**TASK DESCRIPTION**
The number of lines containing the word "ReplaceStep" is all you should give; count them in the records below.

(Dataset entries)
__________________________________________________
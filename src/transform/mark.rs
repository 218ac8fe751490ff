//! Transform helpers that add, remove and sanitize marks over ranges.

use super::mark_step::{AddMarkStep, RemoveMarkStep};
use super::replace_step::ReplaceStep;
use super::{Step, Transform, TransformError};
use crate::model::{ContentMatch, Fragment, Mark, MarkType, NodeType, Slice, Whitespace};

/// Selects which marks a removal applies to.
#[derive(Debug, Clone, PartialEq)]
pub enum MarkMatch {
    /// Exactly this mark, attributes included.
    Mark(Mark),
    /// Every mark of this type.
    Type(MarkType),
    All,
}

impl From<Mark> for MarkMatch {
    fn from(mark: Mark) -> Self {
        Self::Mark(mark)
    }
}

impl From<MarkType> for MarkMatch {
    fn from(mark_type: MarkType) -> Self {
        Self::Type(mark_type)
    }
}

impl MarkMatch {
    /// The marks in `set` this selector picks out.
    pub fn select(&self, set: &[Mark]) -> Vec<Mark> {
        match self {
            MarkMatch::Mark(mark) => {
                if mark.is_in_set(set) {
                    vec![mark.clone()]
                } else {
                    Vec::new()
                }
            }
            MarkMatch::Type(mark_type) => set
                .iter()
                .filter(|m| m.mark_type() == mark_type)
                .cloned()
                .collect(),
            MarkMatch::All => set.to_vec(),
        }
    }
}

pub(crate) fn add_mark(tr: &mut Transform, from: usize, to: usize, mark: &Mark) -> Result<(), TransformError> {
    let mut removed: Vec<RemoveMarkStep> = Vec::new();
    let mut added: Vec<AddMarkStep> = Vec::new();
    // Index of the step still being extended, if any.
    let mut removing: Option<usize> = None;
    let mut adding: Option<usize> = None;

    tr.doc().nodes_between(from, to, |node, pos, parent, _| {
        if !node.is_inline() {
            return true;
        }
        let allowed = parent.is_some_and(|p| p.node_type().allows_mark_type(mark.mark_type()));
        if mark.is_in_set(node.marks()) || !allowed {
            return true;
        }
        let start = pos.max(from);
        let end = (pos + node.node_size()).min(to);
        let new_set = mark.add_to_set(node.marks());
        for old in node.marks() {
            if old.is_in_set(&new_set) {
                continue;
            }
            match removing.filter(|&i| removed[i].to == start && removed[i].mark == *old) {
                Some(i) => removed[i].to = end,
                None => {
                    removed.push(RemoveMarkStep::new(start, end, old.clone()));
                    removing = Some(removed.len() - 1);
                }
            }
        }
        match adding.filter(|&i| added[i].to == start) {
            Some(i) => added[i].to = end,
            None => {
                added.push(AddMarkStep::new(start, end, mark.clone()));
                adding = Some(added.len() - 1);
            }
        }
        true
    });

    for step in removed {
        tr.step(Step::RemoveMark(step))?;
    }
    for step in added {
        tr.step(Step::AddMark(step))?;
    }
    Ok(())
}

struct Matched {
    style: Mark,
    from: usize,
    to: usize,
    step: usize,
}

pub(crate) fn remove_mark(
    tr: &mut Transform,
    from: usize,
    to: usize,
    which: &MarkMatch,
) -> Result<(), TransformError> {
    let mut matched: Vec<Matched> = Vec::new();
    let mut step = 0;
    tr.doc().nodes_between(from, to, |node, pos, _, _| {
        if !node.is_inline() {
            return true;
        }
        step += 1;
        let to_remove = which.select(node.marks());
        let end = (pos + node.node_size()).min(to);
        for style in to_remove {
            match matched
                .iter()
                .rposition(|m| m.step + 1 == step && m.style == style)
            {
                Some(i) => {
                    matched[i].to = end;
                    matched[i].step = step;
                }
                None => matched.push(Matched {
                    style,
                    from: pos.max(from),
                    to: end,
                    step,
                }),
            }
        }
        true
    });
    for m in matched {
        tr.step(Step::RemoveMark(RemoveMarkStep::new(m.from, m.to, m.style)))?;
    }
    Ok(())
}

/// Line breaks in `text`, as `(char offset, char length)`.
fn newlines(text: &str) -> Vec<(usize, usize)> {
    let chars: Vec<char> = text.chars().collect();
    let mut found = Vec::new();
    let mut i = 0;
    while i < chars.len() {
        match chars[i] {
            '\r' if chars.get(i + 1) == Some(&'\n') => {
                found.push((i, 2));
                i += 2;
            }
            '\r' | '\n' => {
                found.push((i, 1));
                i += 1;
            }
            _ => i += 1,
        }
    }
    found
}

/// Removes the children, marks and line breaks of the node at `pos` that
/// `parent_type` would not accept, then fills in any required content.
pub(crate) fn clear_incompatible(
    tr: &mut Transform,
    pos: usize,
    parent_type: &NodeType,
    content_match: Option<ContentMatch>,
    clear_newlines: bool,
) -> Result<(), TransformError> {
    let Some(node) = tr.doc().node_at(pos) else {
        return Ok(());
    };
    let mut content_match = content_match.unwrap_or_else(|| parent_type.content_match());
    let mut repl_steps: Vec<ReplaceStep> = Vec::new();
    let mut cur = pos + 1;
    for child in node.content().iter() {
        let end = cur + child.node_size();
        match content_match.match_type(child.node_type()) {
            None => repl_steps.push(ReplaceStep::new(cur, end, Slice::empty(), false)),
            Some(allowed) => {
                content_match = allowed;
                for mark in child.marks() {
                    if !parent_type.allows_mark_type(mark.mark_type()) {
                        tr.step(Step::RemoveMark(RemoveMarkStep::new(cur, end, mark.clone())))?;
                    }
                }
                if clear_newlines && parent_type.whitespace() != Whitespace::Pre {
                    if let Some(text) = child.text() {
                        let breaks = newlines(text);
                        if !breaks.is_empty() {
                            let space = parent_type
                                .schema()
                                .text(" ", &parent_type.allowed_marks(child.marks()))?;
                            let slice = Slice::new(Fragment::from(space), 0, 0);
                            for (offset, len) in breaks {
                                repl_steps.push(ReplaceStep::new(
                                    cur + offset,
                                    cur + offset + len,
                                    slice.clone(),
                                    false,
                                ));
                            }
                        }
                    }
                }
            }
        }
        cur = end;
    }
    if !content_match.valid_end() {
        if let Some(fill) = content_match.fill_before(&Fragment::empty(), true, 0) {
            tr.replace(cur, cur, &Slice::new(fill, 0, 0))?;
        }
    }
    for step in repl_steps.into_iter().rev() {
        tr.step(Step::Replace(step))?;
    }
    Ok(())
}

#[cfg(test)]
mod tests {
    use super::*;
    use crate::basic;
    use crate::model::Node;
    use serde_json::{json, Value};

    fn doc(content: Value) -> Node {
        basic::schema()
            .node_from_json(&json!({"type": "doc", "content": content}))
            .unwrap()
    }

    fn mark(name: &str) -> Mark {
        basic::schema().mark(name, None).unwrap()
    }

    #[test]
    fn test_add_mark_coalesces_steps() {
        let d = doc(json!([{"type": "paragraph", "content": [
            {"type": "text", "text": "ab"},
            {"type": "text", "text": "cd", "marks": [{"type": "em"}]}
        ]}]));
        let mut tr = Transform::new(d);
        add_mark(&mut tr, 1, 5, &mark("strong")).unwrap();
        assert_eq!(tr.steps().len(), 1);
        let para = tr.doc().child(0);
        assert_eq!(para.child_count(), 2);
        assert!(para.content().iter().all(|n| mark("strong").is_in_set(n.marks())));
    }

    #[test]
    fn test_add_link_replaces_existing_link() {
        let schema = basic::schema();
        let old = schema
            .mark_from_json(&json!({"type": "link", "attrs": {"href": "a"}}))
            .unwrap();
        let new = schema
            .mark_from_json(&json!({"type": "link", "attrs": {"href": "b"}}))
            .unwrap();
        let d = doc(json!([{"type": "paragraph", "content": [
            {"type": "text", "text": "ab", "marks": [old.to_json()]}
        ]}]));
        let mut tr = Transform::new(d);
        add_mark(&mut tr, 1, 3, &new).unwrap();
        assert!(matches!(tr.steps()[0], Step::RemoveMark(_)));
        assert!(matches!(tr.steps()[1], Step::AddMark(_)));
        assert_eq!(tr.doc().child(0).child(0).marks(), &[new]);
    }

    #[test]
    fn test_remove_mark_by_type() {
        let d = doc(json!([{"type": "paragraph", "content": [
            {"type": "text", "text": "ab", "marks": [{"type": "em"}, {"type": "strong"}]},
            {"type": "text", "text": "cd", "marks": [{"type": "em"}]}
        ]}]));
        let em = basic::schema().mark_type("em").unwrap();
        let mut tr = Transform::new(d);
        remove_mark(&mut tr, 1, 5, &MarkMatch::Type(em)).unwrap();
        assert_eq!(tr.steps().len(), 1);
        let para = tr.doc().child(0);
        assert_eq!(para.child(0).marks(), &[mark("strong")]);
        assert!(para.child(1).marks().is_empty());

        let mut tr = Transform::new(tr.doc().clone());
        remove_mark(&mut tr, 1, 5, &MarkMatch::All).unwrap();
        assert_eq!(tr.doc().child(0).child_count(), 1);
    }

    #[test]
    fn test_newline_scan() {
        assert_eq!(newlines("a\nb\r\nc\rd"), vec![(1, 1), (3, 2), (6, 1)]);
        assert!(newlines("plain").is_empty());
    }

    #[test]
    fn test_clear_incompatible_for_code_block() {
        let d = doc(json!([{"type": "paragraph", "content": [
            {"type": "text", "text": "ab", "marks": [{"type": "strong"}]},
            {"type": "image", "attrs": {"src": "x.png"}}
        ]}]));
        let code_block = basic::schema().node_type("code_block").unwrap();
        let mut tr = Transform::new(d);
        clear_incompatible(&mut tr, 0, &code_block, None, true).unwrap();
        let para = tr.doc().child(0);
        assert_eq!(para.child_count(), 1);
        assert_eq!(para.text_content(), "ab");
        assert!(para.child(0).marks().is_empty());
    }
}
__________________________________________________
**YOUR SOLUTION**
4